The researchers created UoE, which splits the AI model into equal parts called experts. They made new ways for these experts to work together and choose which parts of the input to focus on. They also figured out how to use this method in different parts of the AI model, including the attention blocks, which are important for understanding context
Why it matters?
This matters because it makes AI models faster and better at tasks like understanding images and language. By improving how different parts of the model work together, UoE could lead to more efficient and powerful AI systems that can handle complex tasks with less computing power
Abstract
Mixture-of-Experts (MoE) enhances model performance while maintaining computational efficiency, making it well-suited for large-scale applications. However, expert in exist MoE paradigm works as an individual, thereby lacking high-quality expert interactions. Moreover, they have not been effectively extended to attention block, which constrains further efficiency improvements.
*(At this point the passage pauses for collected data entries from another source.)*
//! Layer tables and key dispatch.
//!
//! - The seven layers and their static action tables.
//! - Transparency resolution through the active-layer stack.
//! - The dispatcher that turns key events into host operations.

use enumset::{EnumSet, EnumSetType};

use crate::indicator::IndicatorManager;
use crate::keys::NKEYS;
use crate::layout::macros::MacroId;
use crate::layout::txbolt::{ChordBit, TxBoltHandler};
use crate::{Host, KeyEvent, KeyOp, Keyboard, Mods};

mod base;
pub mod macros;
mod overlay;
pub mod txbolt;

// The keyboard is a hardware rendition of the Neo2 layout
// (http://neo-layout.org/), so it can be plugged into any PC without
// installing a software layout.  The host is normally set to German QWERTZ,
// and the base layer substitutes the QWERTZ scancode for each Neo2 letter.  A
// second base layer does the same substitution against a host that really is
// set to Neo2, for the rare machine that has it installed.  The two tables
// are deliberately one parameterized shape instantiated with two letter sets
// (see the base module); only the literals differ.
//
// On top of the base sit momentary overlays for symbols, numbers, navigation
// and F-keys, and a toggled TxBolt layer that stops sending HID events
// entirely and instead accumulates steno chords for the serial link.  Symbols
// that the host layout reaches through dead keys are synthesized by macros
// (see the macros module) so that, for example, the circumflex key produces a
// bare "^" instead of arming the host's accent composition.

/// One overlay of key-to-action bindings.  Declaration order is stacking
/// order: the highest active layer is the topmost.
#[derive(EnumSetType, Debug)]
#[cfg_attr(feature = "defmt", derive(defmt::Format))]
pub enum Layer {
    /// Neo2 against a host set to German QWERTZ.
    Qwertz,
    /// Neo2 against a host set to Neo2.
    Neo,
    /// Symbols (momentary).
    Symbols,
    /// Numeric pad (momentary).
    Numbers,
    /// Navigation cluster (momentary).
    Nav,
    /// F1-F12 and the reset key (momentary).
    FKeys,
    /// TxBolt steno over the virtual serial link (toggled).
    TxBolt,
}

/// What a key position does on one layer.  Compiled into the static tables;
/// never constructed at runtime.
#[derive(Clone, Copy, Eq, PartialEq, Debug)]
pub enum Action {
    /// Literal keycode, sent with the given modifiers held around it.
    /// Autorepeat is the host's business, as for any held key.
    Key(Keyboard, Mods),
    /// Defer to the next active layer below.
    Trans,
    /// The position does nothing on this layer.
    NoOp,
    /// Overlay active while the key is held.
    Momentary(Layer),
    /// Overlay toggled on the press edge.
    Toggle(Layer),
    /// Synthesized key sequence, press edge only.
    Macro(MacroId),
    /// Contribution to the pending steno chord.
    Steno(ChordBit),
    /// Hand control to the firmware reset path.
    Reset,
}

/// Plain keycode entry.
pub(crate) const fn k(code: Keyboard) -> Action {
    Action::Key(code, Mods::empty())
}

/// Shifted keycode entry.
pub(crate) const fn s(code: Keyboard) -> Action {
    Action::Key(code, Mods::SHIFT)
}

/// AltGr keycode entry.
pub(crate) const fn g(code: Keyboard) -> Action {
    Action::Key(code, Mods::RALT)
}

pub(crate) const NO: Action = Action::NoOp;
pub(crate) const TT: Action = Action::Trans;

/// Layers from topmost to base.  Transparency resolution walks this order.
const STACK: [Layer; 7] = [
    Layer::TxBolt,
    Layer::FKeys,
    Layer::Nav,
    Layer::Numbers,
    Layer::Symbols,
    Layer::Neo,
    Layer::Qwertz,
];

impl Layer {
    fn table(self) -> &'static [Action; NKEYS] {
        match self {
            Layer::Qwertz => &base::QWERTZ_TABLE,
            Layer::Neo => &base::NEO_TABLE,
            Layer::Symbols => &overlay::SYMBOLS_TABLE,
            Layer::Numbers => &overlay::NUMBERS_TABLE,
            Layer::Nav => &overlay::NAV_TABLE,
            Layer::FKeys => &overlay::FKEYS_TABLE,
            Layer::TxBolt => &txbolt::TXBOLT_TABLE,
        }
    }
}

/// Look up a single layer's action for a position.  Total: positions outside
/// the matrix are no-ops.
pub fn lookup(layer: Layer, key: usize) -> Action {
    if key >= NKEYS {
        return Action::NoOp;
    }
    layer.table()[key]
}

/// The topmost active layer.
pub fn top_layer(layers: EnumSet<Layer>) -> Layer {
    layers.iter().last().unwrap_or(Layer::Qwertz)
}

/// Resolve a position through the active-layer stack, skipping transparent
/// entries.  The base layer is always consulted last.
pub fn resolve(layers: EnumSet<Layer>, key: usize) -> Action {
    for layer in STACK {
        if layer != Layer::Qwertz && !layers.contains(layer) {
            continue;
        }
        match lookup(layer, key) {
            Action::Trans => continue,
            action => return action,
        }
    }
    Action::NoOp
}

/// The layout manager.  Owns every piece of state the two firmware hooks
/// mutate: the chord accumulator, the indicator counter, and the per-position
/// record of what a press resolved to.  The firmware serializes calls into
/// it, so a plain `&mut` is the whole concurrency story.
pub struct LayoutManager {
    txbolt: TxBoltHandler,
    indicator: IndicatorManager,

    // What each held position resolved to at press time.  The release edge
    // uses this record, so a key keeps its meaning even if the layer stack
    // changes while it is down.
    held: [Option<Action>; NKEYS],
}

impl LayoutManager {
    pub fn new() -> Self {
        LayoutManager {
            txbolt: TxBoltHandler::new(),
            indicator: IndicatorManager::new(),
            held: [None; NKEYS],
        }
    }

    /// Handle a single key event.  Called from the firmware's per-key hook.
    pub fn handle_event<H: Host>(&mut self, event: KeyEvent, host: &mut H) {
        let key = event.key() as usize;
        if key >= NKEYS {
            return;
        }
        // Captured before any action runs: a chord flush belongs to the
        // layer that was topmost when the final key came up.
        let layers = host.layer_state();
        let steno_active = top_layer(layers) == Layer::TxBolt;

        match event {
            KeyEvent::Press(_) => {
                let action = resolve(layers, key);
                self.held[key] = Some(action);
                if let Action::Steno(bit) = action {
                    self.txbolt.key_down(Some(bit));
                } else {
                    self.txbolt.key_down(None);
                    self.press(action, host);
                }
            }
            KeyEvent::Release(_) => {
                if let Some(action) = self.held[key].take() {
                    self.release(action, host);
                }
                self.txbolt.key_up(steno_active, host);
            }
        }
    }

    /// Once per matrix scan.  Called from the firmware's scan hook.
    pub fn tick<H: Host>(&mut self, host: &mut H) {
        self.indicator.tick(host);
    }

    fn press<H: Host>(&mut self, action: Action, host: &mut H) {
        match action {
            Action::Key(code, mods) => {
                for m in mods.keys() {
                    host.key(KeyOp::Press(m));
                }
                host.key(KeyOp::Press(code));
            }
            Action::Macro(id) => {
                for op in macros::resolve(id, true) {
                    host.key(*op);
                }
            }
            Action::Momentary(layer) => host.layer_on(layer),
            Action::Toggle(layer) => host.layer_toggle(layer),
            Action::Reset => host.reset(),
            Action::Steno(_) | Action::Trans | Action::NoOp => (),
        }
    }

    fn release<H: Host>(&mut self, action: Action, host: &mut H) {
        match action {
            Action::Key(code, mods) => {
                host.key(KeyOp::Release(code));
                for m in mods.keys() {
                    host.key(KeyOp::Release(m));
                }
            }
            Action::Momentary(layer) => host.layer_off(layer),
            // Macros synthesize everything on the press edge; steno and the
            // rest have no release half.
            _ => (),
        }
    }
}

impl Default for LayoutManager {
    fn default() -> Self {
        LayoutManager::new()
    }
}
To tackle these issues, we propose Union-of-Experts (UoE), which decomposes transformer into an equitant group of experts, and then implement dynamic routing on input data and experts. Our approach advances MoE design with three key innovations: (1) We conducted equitant expert decomposition on both MLP blocks and attention blocks based on matrix partition in tensor parallelism. (2) We developed two routing paradigms: patch wise data selection and expert selection, to apply routing across different levels. (3) We design the architecture of UoE model, including Selective Multi-Head Attention (SMHA) and Union-of-MLP-Experts (UoME). (4) We develop parallel implementation of UoE's routing and computation operation, and optimize efficiency based on the hardware processing analysis. The experiments demonstrate that the model employed with UoE surpass Full Attention, state-of-art MoEs and efficient transformers in several tasks across image and natural language domains. The source codes are available at https://github.com/YujiaoYang-work/UoE.